All the family members of residents with dementia I work with have stories to tell about how their loved ones have changed. In some cases it is facts that are missing, situations forgotten, medicine not taken properly, plans not remembered. In other cases, it might be an inability to form a new memory, a lack of impulse control, or a change in personality.
How we react as our loved ones decline varies greatly. My cousin A. (whose home my mother had trouble returning from) continued to get angry at mom. She would yell, and my mother would get frightened and confused. Luckily that would pass. A.’s continued lament was, “I want my aunt back.” Except in rare cases of pharmacologically-induced mental changes, dementia doesn’t clear up.
Most certainly there are good days and bad days, even good and bad times of day. There can be visits where we see the old sparkle in the eyes, or where we really reach someone through music or art, or perhaps a fragrance. The downhill slope may be very slow or quite rapid.
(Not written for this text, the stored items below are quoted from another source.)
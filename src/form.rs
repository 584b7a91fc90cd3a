//! Form orchestration
//!
//! Multi-tab registration flow: per-tab validation gating, conditional
//! spouse and correspondence-address sections, live address mirroring,
//! debounced re-validation and final submit serialization. The engine
//! receives its validators and maskers through the field configuration —
//! it never reaches into globals and never performs I/O of its own.

use std::collections::{BTreeMap, HashMap};
use std::time::{Duration, Instant};

use chrono::NaiveDate;
use serde::Serialize;
use thiserror::Error;

use crate::cep::Address;
use crate::mask;
use crate::rules::{self, FieldConfig, Section, ValidationResult};
use crate::validators;

/// Marital statuses that make the spouse section visible and required.
const SPOUSE_STATUSES: [&str; 2] = ["Casado(a)", "União Estável"];

/// Default delay before a field is re-validated mid-typing.
pub const DEBOUNCE_DELAY: Duration = Duration::from_millis(300);

/// One page-section of the multi-step form.
#[derive(Debug, Clone)]
pub struct TabDefinition {
    pub id: String,
    pub title: String,
    pub fields: Vec<FieldConfig>,
}

impl TabDefinition {
    pub fn new(id: impl Into<String>, title: impl Into<String>, fields: Vec<FieldConfig>) -> Self {
        Self { id: id.into(), title: title.into(), fields }
    }
}

/// Field names of one address block within the form.
#[derive(Debug, Clone)]
pub struct AddressBlock {
    pub cep: String,
    pub street: String,
    pub number: String,
    pub complement: Option<String>,
    pub neighborhood: String,
    pub city: String,
    pub state: String,
}

impl AddressBlock {
    fn mirror_pairs(&self, other: &AddressBlock) -> Vec<(String, String)> {
        let mut pairs = vec![
            (self.cep.clone(), other.cep.clone()),
            (self.street.clone(), other.street.clone()),
            (self.number.clone(), other.number.clone()),
            (self.neighborhood.clone(), other.neighborhood.clone()),
            (self.city.clone(), other.city.clone()),
            (self.state.clone(), other.state.clone()),
        ];
        if let (Some(a), Some(b)) = (&self.complement, &other.complement) {
            pairs.push((a.clone(), b.clone()));
        }
        pairs
    }
}

/// Complete, explicit description of the form: tabs, address blocks and
/// the conditional-section wiring.
#[derive(Debug, Clone, Default)]
pub struct FormDefinition {
    pub tabs: Vec<TabDefinition>,
    address_blocks: Vec<AddressBlock>,
    address_mirrors: Vec<(String, String)>,
    marital_status_field: Option<String>,
    spouse_optional: Vec<String>,
}

impl FormDefinition {
    pub fn new(tabs: Vec<TabDefinition>) -> Self {
        Self { tabs, ..Self::default() }
    }

    /// Register the residence and correspondence address blocks; the
    /// correspondence block mirrors the residence block while "same
    /// address" is checked.
    pub fn with_mirrored_address(
        mut self,
        residence: AddressBlock,
        correspondence: AddressBlock,
    ) -> Self {
        self.address_mirrors = residence.mirror_pairs(&correspondence);
        self.address_blocks = vec![residence, correspondence];
        self
    }

    /// Name the field whose value drives the spouse section.
    pub fn with_marital_status_field(mut self, name: impl Into<String>) -> Self {
        self.marital_status_field = Some(name.into());
        self
    }

    /// Spouse-section fields that stay optional even while the section is
    /// required (the original form keeps the spouse's father's name free).
    pub fn with_spouse_optional(mut self, names: Vec<String>) -> Self {
        self.spouse_optional = names;
        self
    }

    pub fn field(&self, name: &str) -> Option<&FieldConfig> {
        self.fields().find(|f| f.name == name)
    }

    pub fn fields(&self) -> impl Iterator<Item = &FieldConfig> {
        self.tabs.iter().flat_map(|t| t.fields.iter())
    }

    pub fn address_block(&self, index: usize) -> Option<&AddressBlock> {
        self.address_blocks.get(index)
    }
}

#[derive(Debug, Error)]
pub enum FormError {
    #[error("unknown field: {0}")]
    UnknownField(String),
    #[error("unknown address block: {0}")]
    UnknownAddressBlock(usize),
}

/// Submission blocked by validation.
#[derive(Debug, Error)]
pub enum SubmitError {
    #[error("form has invalid fields, first on tab {first_invalid_tab}")]
    Invalid {
        first_invalid_tab: usize,
        fields: Vec<String>,
    },
}

/// The validated form, serialized to a flat field → value mapping.
///
/// Transport is deliberately left to the caller: the engine validates and
/// serializes, nothing more.
#[derive(Debug, Clone, Serialize)]
pub struct SubmittedForm {
    pub fields: BTreeMap<String, String>,
}

/// Per-field debounce bookkeeping. No cancellation: a superseding
/// keystroke re-arms the deadline, and firing always re-reads live state.
#[derive(Debug)]
struct DebounceQueue {
    delay: Duration,
    pending: HashMap<String, Instant>,
}

impl DebounceQueue {
    fn new(delay: Duration) -> Self {
        Self { delay, pending: HashMap::new() }
    }

    fn note(&mut self, field: &str, now: Instant) {
        self.pending.insert(field.to_string(), now + self.delay);
    }

    fn due(&mut self, now: Instant) -> Vec<String> {
        let mut due: Vec<String> = self
            .pending
            .iter()
            .filter(|(_, deadline)| **deadline <= now)
            .map(|(field, _)| field.clone())
            .collect();
        due.sort();
        for field in &due {
            self.pending.remove(field);
        }
        due
    }
}

/// The form state machine. Exactly one tab is active at a time; moving
/// forward is gated on the current tab validating clean.
#[derive(Debug)]
pub struct FormEngine {
    definition: FormDefinition,
    values: BTreeMap<String, String>,
    errors: BTreeMap<String, String>,
    active_tab: usize,
    tab_clean: Vec<bool>,
    same_address: bool,
    spouse_visible: bool,
    debounce: DebounceQueue,
    reference_today: Option<NaiveDate>,
}
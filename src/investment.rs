//! Investor risk profiling
//!
//! Scores the ten-question suitability questionnaire and maps the total
//! to one of the five portfolio profiles.

use serde::{Deserialize, Serialize};

/// Per-question weights, in questionnaire order.
pub const QUESTION_WEIGHTS: [u32; 10] = [1, 2, 3, 2, 3, 2, 3, 2, 2, 3];

#[derive(Debug, Clone, Copy, PartialEq, Eq, Serialize, Deserialize)]
pub enum RiskProfile {
    Conservador,
    Moderado,
    Balanceado,
    Arrojado,
    Agressivo,
}

impl RiskProfile {
    pub fn as_str(&self) -> &'static str {
        match self {
            Self::Conservador => "Conservador",
            Self::Moderado => "Moderado",
            Self::Balanceado => "Balanceado",
            Self::Arrojado => "Arrojado",
            Self::Agressivo => "Agressivo",
        }
    }
}

impl std::fmt::Display for RiskProfile {
    fn fmt(&self, f: &mut std::fmt::Formatter<'_>) -> std::fmt::Result {
        f.write_str(self.as_str())
    }
}

/// Questionnaire outcome: the profile plus the raw weighted score.
#[derive(Debug, Clone, Copy, PartialEq, Eq, Serialize, Deserialize)]
pub struct RiskAssessment {
    pub profile: RiskProfile,
    pub score: u32,
}

/// Score the questionnaire answers and derive the investor profile.
pub fn assess(answers: &[u32; 10]) -> RiskAssessment {
    let score: u32 = answers
        .iter()
        .zip(QUESTION_WEIGHTS.iter())
        .map(|(answer, weight)| answer * weight)
        .sum();

    let profile = match score {
        0..=12 => RiskProfile::Conservador,
        13..=29 => RiskProfile::Moderado,
        30..=49 => RiskProfile::Balanceado,
        50..=69 => RiskProfile::Arrojado,
        _ => RiskProfile::Agressivo,
    };

    tracing::debug!(score, profile = %profile, "risk profile assessed");
    RiskAssessment { profile, score }
}
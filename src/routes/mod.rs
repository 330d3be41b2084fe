// SPDX-License-Identifier: MIT
// Copyright 2026 Roland Dreier <roland@rolandd.dev>

//! HTTP route handlers.

pub mod facebook;
pub mod token;

use crate::middleware::api_key::API_KEY_HEADER;
use crate::AppState;
use axum::http::{header, HeaderName, Method};
use axum::{routing::get, Json, Router};
use serde::Serialize;
use std::sync::Arc;
use tower_http::cors::{Any, CorsLayer};
use tower_http::trace::{DefaultMakeSpan, DefaultOnResponse, TraceLayer};
use tracing::Level;

#[derive(Serialize)]
pub struct HealthResponse {
    pub status: String,
    pub build_id: String,
}

/// Health check response
async fn health_check() -> Json<HealthResponse> {
    let build_id = option_env!("BUILD_ID").unwrap_or("unknown").to_string();
    Json(HealthResponse {
        status: "ok".to_string(),
        build_id,
    })
}

/// Build the complete router with all routes.
pub fn create_router(state: Arc<AppState>) -> Router {
    // The site is static and may be served from any origin (previews, CDN).
    let cors = CorsLayer::new()
        .allow_origin(Any)
        .allow_methods([Method::GET, Method::POST, Method::OPTIONS])
        .allow_headers([
            header::CONTENT_TYPE,
            HeaderName::from_static(API_KEY_HEADER),
        ]);

    Router::new()
        .route("/health", get(health_check))
        .merge(facebook::routes())
        .merge(token::routes(state.clone()))
        .layer(cors)
        .layer(
            TraceLayer::new_for_http()
                .make_span_with(DefaultMakeSpan::new().level(Level::INFO))
                .on_response(DefaultOnResponse::new().level(Level::INFO)),
        )
        .with_state(state)
}
// SPDX-License-Identifier: MIT
// Copyright 2026 Roland Dreier <roland@rolandd.dev>

//! In-process token store.
//!
//! Backs the `env` store (seeded from configuration, lost on restart) and
//! tests, which can make reads or writes fail on demand.

use crate::error::AppError;
use crate::models::TokenRecord;
use std::sync::atomic::{AtomicBool, Ordering};
use std::sync::Arc;
use tokio::sync::RwLock;

#[derive(Debug, Clone, Default)]
pub struct MemoryTokenStore {
    record: Arc<RwLock<Option<TokenRecord>>>,
    fail_reads: Arc<AtomicBool>,
    fail_writes: Arc<AtomicBool>,
}

impl MemoryTokenStore {
    pub fn new() -> Self {
        Self::default()
    }

    /// A store already holding `record`.
    pub fn with_record(record: TokenRecord) -> Self {
        Self {
            record: Arc::new(RwLock::new(Some(record))),
            ..Self::default()
        }
    }

    pub fn fail_reads(&self, fail: bool) {
        self.fail_reads.store(fail, Ordering::SeqCst);
    }

    pub fn fail_writes(&self, fail: bool) {
        self.fail_writes.store(fail, Ordering::SeqCst);
    }

    pub async fn get_record(&self) -> Result<Option<TokenRecord>, AppError> {
        if self.fail_reads.load(Ordering::SeqCst) {
            return Err(AppError::Store("memory store read failure".to_string()));
        }
        Ok(self.record.read().await.clone())
    }

    pub async fn set_record(&self, record: &TokenRecord) -> Result<(), AppError> {
        if self.fail_writes.load(Ordering::SeqCst) {
            return Err(AppError::Store("memory store write failure".to_string()));
        }
        *self.record.write().await = Some(record.clone());
        Ok(())
    }
}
There can be plateaus that seem endless. And there are times that someone who has been “out of it” for quite a time suddenly scores very high on a mini-mental exam. I know that I’ve done my share of praying for the good days of a lot of people.
Accepting the sense of loss when our loved ones change is not easy, especially when a spouse or partner is no longer the same. How do we go from having someone with whom to share hopes and dreams, travel, a physical, sexual, and spiritual relationship, to someone who requires caretaking.
While most of us come to terms with what must be done, whether it means taking away driving privileges, wresting control over the finances, obtaining adult day care or home health care, others remain in denial, sometimes to the point of endangering themselves, their loved ones, and others. There are times when nothing more can be said, where we can only pray for others to find their way. The time when we must cede control to God. This prayer has the potential to liberate and empower us.